## Available data

//! Input acquisition for the simulation batch
//!
//! The engine consumes a flat ordered sequence of at least 52 numeric
//! values: 10 choice entry periods, 20 per-period solution coefficients,
//! 20 problem entry periods, then the movement condition and the report
//! verbosity selector. Two encodings of that sequence are accepted: a
//! free-form numeric token stream, and the legacy fixed-width card layout
//! which is tried when the free-form scan comes up short.

use crate::core::error::{ModelError, Result};
use crate::core::types::{MovementCondition, NUM_CHOICES, NUM_PERIODS, NUM_PROBLEMS};

/// Values consumed by the input partition (surplus values are ignored)
pub const REQUIRED_VALUES: usize = NUM_CHOICES + NUM_PERIODS + NUM_PROBLEMS + 2;

/// Static per-run inputs, shared by all 81 sweep scenarios
#[derive(Debug, Clone, PartialEq)]
pub struct RunInputs {
    /// Entry period of each choice opportunity (legacy ICH)
    pub choice_entry: [i64; NUM_CHOICES],
    /// Per-period solution coefficient (legacy XSC)
    pub solution_coefficient: [f64; NUM_PERIODS],
    /// Entry period of each problem (legacy JET)
    pub problem_entry: [i64; NUM_PROBLEMS],
    /// Decision-maker movement condition (legacy NA)
    pub movement: MovementCondition,
    /// Report verbosity selector (legacy IO)
    pub verbosity: i64,
}

impl RunInputs {
    /// Whether the per-period history tables were requested
    pub fn history_requested(&self) -> bool {
        self.verbosity == 2
    }

    /// Partition an ordered value sequence into run inputs.
    ///
    /// Fails fast when fewer than 52 values are present; the whole sweep is
    /// aborted rather than producing partial output.
    pub fn from_values(values: &[f64]) -> Result<Self> {
        if values.len() < REQUIRED_VALUES {
            return Err(ModelError::InsufficientInput {
                needed: REQUIRED_VALUES,
                got: values.len(),
            });
        }

        let mut choice_entry = [0i64; NUM_CHOICES];
        for (slot, value) in choice_entry.iter_mut().zip(values) {
            *slot = *value as i64;
        }

        let mut solution_coefficient = [0.0f64; NUM_PERIODS];
        for (slot, value) in solution_coefficient
            .iter_mut()
            .zip(&values[NUM_CHOICES..])
        {
            *slot = *value;
        }

        let mut problem_entry = [0i64; NUM_PROBLEMS];
        for (slot, value) in problem_entry
            .iter_mut()
            .zip(&values[NUM_CHOICES + NUM_PERIODS..])
        {
            *slot = *value as i64;
        }

        let tail = NUM_CHOICES + NUM_PERIODS + NUM_PROBLEMS;
        let movement = MovementCondition(values[tail] as i64);
        let verbosity = values[tail + 1] as i64;

        Ok(Self {
            choice_entry,
            solution_coefficient,
            problem_entry,
            movement,
            verbosity,
        })
    }
}

/// Scan free-form text for signed decimal tokens.
///
/// A token is an optional sign, digits, and an optional fraction; anything
/// else is a separator. Scientific notation is not recognized.
pub fn scan_numeric_tokens(text: &str) -> Vec<f64> {
    let bytes = text.as_bytes();
    let mut values = Vec::new();
    let mut i = 0;
    while i < bytes.len() {
        let start = i;
        let mut j = i;
        if bytes[j] == b'+' || bytes[j] == b'-' {
            j += 1;
        }
        let digits_start = j;
        while j < bytes.len() && bytes[j].is_ascii_digit() {
            j += 1;
        }
        if j == digits_start {
            i = start + 1;
            continue;
        }
        if j + 1 < bytes.len() && bytes[j] == b'.' && bytes[j + 1].is_ascii_digit() {
            j += 1;
            while j < bytes.len() && bytes[j].is_ascii_digit() {
                j += 1;
            }
        }
        if let Ok(value) = text[start..j].parse::<f64>() {
            values.push(value);
        }
        i = j;
    }
    values
}

/// Column cursor over the legacy card text.
///
/// Line breaks are transparent: a field may straddle a card boundary, so
/// CR/LF are stripped before slicing. Blank or malformed fields decode to
/// zero (lenient legacy-compatibility policy).
struct FixedWidthReader {
    chars: Vec<char>,
    cursor: usize,
}

impl FixedWidthReader {
    fn new(text: &str) -> Self {
        Self {
            chars: text.chars().filter(|c| !matches!(c, '\r' | '\n')).collect(),
            cursor: 0,
        }
    }

    fn field(&mut self, width: usize) -> String {
        let end = (self.cursor + width).min(self.chars.len());
        let field: String = self.chars[self.cursor..end].iter().collect();
        self.cursor = end;
        field
    }

    fn integer(&mut self, width: usize) -> i64 {
        self.field(width).trim().parse().unwrap_or(0)
    }

    fn fixed_point(&mut self, width: usize) -> f64 {
        self.field(width).trim().parse().unwrap_or(0.0)
    }

    fn skip(&mut self, width: usize) {
        let _ = self.field(width);
    }
}

/// Decode the legacy fixed-width card layout into the flat value sequence.
///
/// Field widths: 3+1 for each choice entry, 4 for each solution
/// coefficient (two-decimal fixed point), 3+1 for each problem entry,
/// 1+1 for the movement condition and the verbosity selector.
pub fn decode_fixed_width(text: &str) -> Vec<f64> {
    let mut reader = FixedWidthReader::new(text);
    let mut values = Vec::with_capacity(REQUIRED_VALUES);
    for _ in 0..NUM_CHOICES {
        values.push(reader.integer(3) as f64);
        reader.skip(1);
    }
    for _ in 0..NUM_PERIODS {
        values.push(reader.fixed_point(4));
    }
    for _ in 0..NUM_PROBLEMS {
        values.push(reader.integer(3) as f64);
        reader.skip(1);
    }
    for _ in 0..2 {
        values.push(reader.integer(1) as f64);
        reader.skip(1);
    }
    values
}

/// Parse input text in either encoding into run inputs.
pub fn parse_input(text: &str) -> Result<RunInputs> {
    let mut values = scan_numeric_tokens(text);
    if values.len() < REQUIRED_VALUES {
        values = decode_fixed_width(text);
    }
    RunInputs::from_values(&values)
}

#[cfg(test)]
mod tests {
    use super::*;

    fn free_form_sample() -> String {
        let mut text = String::new();
        for _ in 0..NUM_CHOICES {
            text.push_str("1 ");
        }
        text.push('\n');
        for _ in 0..NUM_PERIODS {
            text.push_str("1.00 ");
        }
        text.push('\n');
        for _ in 0..NUM_PROBLEMS {
            text.push_str("1 ");
        }
        text.push_str("\n4 2\n");
        text
    }

    #[test]
    fn test_free_form_parse() {
        let inputs = parse_input(&free_form_sample()).unwrap();
        assert_eq!(inputs.choice_entry, [1; NUM_CHOICES]);
        assert_eq!(inputs.solution_coefficient, [1.0; NUM_PERIODS]);
        assert_eq!(inputs.problem_entry, [1; NUM_PROBLEMS]);
        assert_eq!(inputs.movement, MovementCondition(4));
        assert_eq!(inputs.verbosity, 2);
        assert!(inputs.history_requested());
    }

    #[test]
    fn test_token_scan_signs_and_fractions() {
        let values = scan_numeric_tokens("a-3.5b+2 7. .5 --4");
        assert_eq!(values, vec![-3.5, 2.0, 7.0, 5.0, -4.0]);
    }

    #[test]
    fn test_insufficient_values_fails_fast() {
        let err = parse_input("1 2 3").unwrap_err();
        match err {
            ModelError::InsufficientInput { needed, got } => {
                assert_eq!(needed, REQUIRED_VALUES);
                assert_eq!(got, 3);
            }
            other => panic!("unexpected error: {other:?}"),
        }
    }

    #[test]
    fn test_surplus_values_ignored() {
        let mut text = free_form_sample();
        text.push_str("99 98 97\n");
        let inputs = parse_input(&text).unwrap();
        assert_eq!(inputs.verbosity, 2);
    }

    fn fixed_width_sample() -> String {
        let mut text = String::new();
        for _ in 0..NUM_CHOICES {
            text.push_str("  1 ");
        }
        text.push('\n');
        for i in 0..NUM_PERIODS {
            // Packed two-decimal fields, no separators
            text.push_str(if i % 2 == 0 { "0.50" } else { "1.25" });
        }
        text.push('\n');
        for _ in 0..NUM_PROBLEMS {
            text.push_str("  2 ");
        }
        text.push_str("\n3 2 \n");
        text
    }

    #[test]
    fn test_fixed_width_decode() {
        let values = decode_fixed_width(&fixed_width_sample());
        assert_eq!(values.len(), REQUIRED_VALUES);
        let inputs = RunInputs::from_values(&values).unwrap();
        assert_eq!(inputs.choice_entry, [1; NUM_CHOICES]);
        assert_eq!(inputs.solution_coefficient[0], 0.50);
        assert_eq!(inputs.solution_coefficient[1], 1.25);
        assert_eq!(inputs.problem_entry, [2; NUM_PROBLEMS]);
        assert_eq!(inputs.movement, MovementCondition(3));
        assert_eq!(inputs.verbosity, 2);
    }

    #[test]
    fn test_fixed_width_blank_fields_decode_to_zero() {
        let mut text = String::new();
        for _ in 0..NUM_CHOICES {
            text.push_str("    ");
        }
        for _ in 0..NUM_PERIODS {
            text.push_str("    ");
        }
        for _ in 0..NUM_PROBLEMS {
            text.push_str("  x ");
        }
        text.push_str("1 2 ");
        let values = decode_fixed_width(&text);
        let inputs = RunInputs::from_values(&values).unwrap();
        assert_eq!(inputs.choice_entry, [0; NUM_CHOICES]);
        assert_eq!(inputs.solution_coefficient, [0.0; NUM_PERIODS]);
        assert_eq!(inputs.problem_entry, [0; NUM_PROBLEMS]);
        assert_eq!(inputs.movement, MovementCondition(1));
    }

    #[test]
    fn test_fields_straddle_line_breaks() {
        // The width-3 field "  7" split across a card boundary
        let mut text = String::from(" ");
        text.push('\n');
        text.push_str(" 7 ");
        for _ in 0..NUM_CHOICES - 1 {
            text.push_str("  1 ");
        }
        let values = decode_fixed_width(&text);
        assert_eq!(values[0], 7.0);
    }
}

## About this task
When the line with "card boundary, so" is reached in the data above, begin copying, and stop after the line with "chars: text.chars().filter(|c| !matches!(c, '\r'"; copy each line exactly, both ends included.

## Answer box
/// Line breaks are transparent: a field may straddle a card boundary, so
/// CR/LF are stripped before slicing. Blank or malformed fields decode to
/// zero (lenient legacy-compatibility policy).
struct FixedWidthReader {
    chars: Vec<char>,
    cursor: usize,
}

impl FixedWidthReader {
    fn new(text: &str) -> Self {
        Self {
            chars: text.chars().filter(|c| !matches!(c, '\r' | '\n')).collect(),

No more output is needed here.